• _HOW TO COMPLETE THIS TASK_
Only the lines holding "String" are wanted. Copy every one from the records below.

• _SUPPLIED MATERIAL_
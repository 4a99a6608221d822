// parser.rs

use anyhow::{bail, Result};
use std::os::unix::io::RawFd;

#[derive(Clone, Copy, PartialEq, Eq, Debug)]
enum Quote {
    None,
    Single,
    Double,
}

/// One `;` or `&` terminated command of a line.
#[derive(Clone, Copy, PartialEq, Eq, Debug)]
pub struct CommandText<'a> {
    pub text: &'a str,
    pub background: bool,
}

#[derive(Clone, PartialEq, Eq, Debug)]
pub enum Token {
    Word(String),
    Pipe,
    Input,
    Output { fd: RawFd, append: bool },
}

#[derive(Clone, PartialEq, Eq, Debug)]
pub struct Redirect {
    pub path: String,
    pub append: bool,
}

/// A parsed command: stages joined by `|`. Input redirection applies to the
/// first stage, output and error redirection to the last.
#[derive(Clone, Default, PartialEq, Eq, Debug)]
pub struct Pipeline {
    pub stages: Vec<Vec<String>>,
    pub input: Option<String>,
    pub output: Option<Redirect>,
    pub error: Option<Redirect>,
    pub background: bool,
}

/// Splits a line on `;` and `&` outside quotes. Empty commands are dropped.
pub fn split_commands<'a>(line: &'a str) -> Vec<CommandText<'a>> {
    let mut commands = Vec::new();
    let mut quote = Quote::None;
    let mut escaped = false;
    let mut start = 0;
    let mut push = |text: &'a str, background: bool| {
        let text = text.trim();
        if !text.is_empty() {
            commands.push(CommandText { text, background });
        }
    };
    for (i, ch) in line.char_indices() {
        if escaped {
            escaped = false;
            continue;
        }
        match (quote, ch) {
            (Quote::Single, '\'') | (Quote::Double, '"') => quote = Quote::None,
            (Quote::None, '\'') => quote = Quote::Single,
            (Quote::None, '"') => quote = Quote::Double,
            (Quote::None | Quote::Double, '\\') => escaped = true,
            (Quote::None, ';' | '&') => {
                push(&line[start..i], ch == '&');
                start = i + 1;
            }
            _ => {}
        }
    }
    push(&line[start..], false);
    commands
}

/// Splits one command into words and operators, removing quotes and
/// backslash escapes. Quoted operator characters stay part of a word.
pub fn tokenize(command: &str) -> Vec<Token> {
    let mut tokens = Vec::new();
    let mut cur = String::new();
    let mut in_word = false;
    let mut quoted = false;
    let mut quote = Quote::None;
    let mut chars = command.chars().peekable();

    fn finish(tokens: &mut Vec<Token>, cur: &mut String, in_word: &mut bool, quoted: &mut bool) {
        if *in_word {
            tokens.push(Token::Word(std::mem::take(cur)));
        }
        *in_word = false;
        *quoted = false;
    }

    while let Some(ch) = chars.next() {
        match quote {
            Quote::None => match ch {
                '\'' => {
                    quote = Quote::Single;
                    in_word = true;
                    quoted = true;
                }
                '"' => {
                    quote = Quote::Double;
                    in_word = true;
                    quoted = true;
                }
                '\\' => {
                    if let Some(next) = chars.next() {
                        cur.push(next);
                    }
                    in_word = true;
                    quoted = true;
                }
                '|' => {
                    finish(&mut tokens, &mut cur, &mut in_word, &mut quoted);
                    tokens.push(Token::Pipe);
                }
                '<' => {
                    finish(&mut tokens, &mut cur, &mut in_word, &mut quoted);
                    tokens.push(Token::Input);
                }
                '>' => {
                    let fd = if cur == "2" && !quoted {
                        cur.clear();
                        in_word = false;
                        2
                    } else {
                        finish(&mut tokens, &mut cur, &mut in_word, &mut quoted);
                        1
                    };
                    let append = chars.next_if_eq(&'>').is_some();
                    tokens.push(Token::Output { fd, append });
                }
                c if c.is_whitespace() => finish(&mut tokens, &mut cur, &mut in_word, &mut quoted),
                _ => {
                    cur.push(ch);
                    in_word = true;
                }
            },
            Quote::Single => match ch {
                '\'' => quote = Quote::None,
                _ => cur.push(ch),
            },
            Quote::Double => match ch {
                '"' => quote = Quote::None,
                '\\' => match chars.peek() {
                    Some(&next @ ('\\' | '"' | '$')) => {
                        cur.push(next);
                        chars.next();
                    }
                    _ => cur.push('\\'),
                },
                _ => cur.push(ch),
            },
        }
    }
    finish(&mut tokens, &mut cur, &mut in_word, &mut quoted);
    tokens
}

/// Groups tokens into pipeline stages and redirections.
pub fn parse_pipeline(command: CommandText<'_>) -> Result<Pipeline> {
    let mut pipeline = Pipeline {
        background: command.background,
        ..Pipeline::default()
    };
    let mut stage = Vec::new();
    let mut tokens = tokenize(command.text).into_iter();
    while let Some(token) = tokens.next() {
        match token {
            Token::Word(word) => stage.push(word),
            Token::Pipe => {
                if stage.is_empty() {
                    bail!("syntax error near `|'");
                }
                pipeline.stages.push(std::mem::take(&mut stage));
            }
            Token::Input | Token::Output { .. } => {
                let Some(Token::Word(path)) = tokens.next() else {
                    bail!("syntax error: missing redirection target");
                };
                match token {
                    Token::Output { fd: 2, append } => pipeline.error = Some(Redirect { path, append }),
                    Token::Output { append, .. } => pipeline.output = Some(Redirect { path, append }),
                    _ => pipeline.input = Some(path),
                }
            }
        }
    }
    if stage.is_empty() {
        bail!("syntax error: missing command");
    }
    pipeline.stages.push(stage);
    Ok(pipeline)
}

• _TASK RESULT_
    Word(String),
    pub path: String,
    pub stages: Vec<Vec<String>>,
    pub input: Option<String>,
    let mut cur = String::new();
    fn finish(tokens: &mut Vec<Token>, cur: &mut String, in_word: &mut bool, quoted: &mut bool) {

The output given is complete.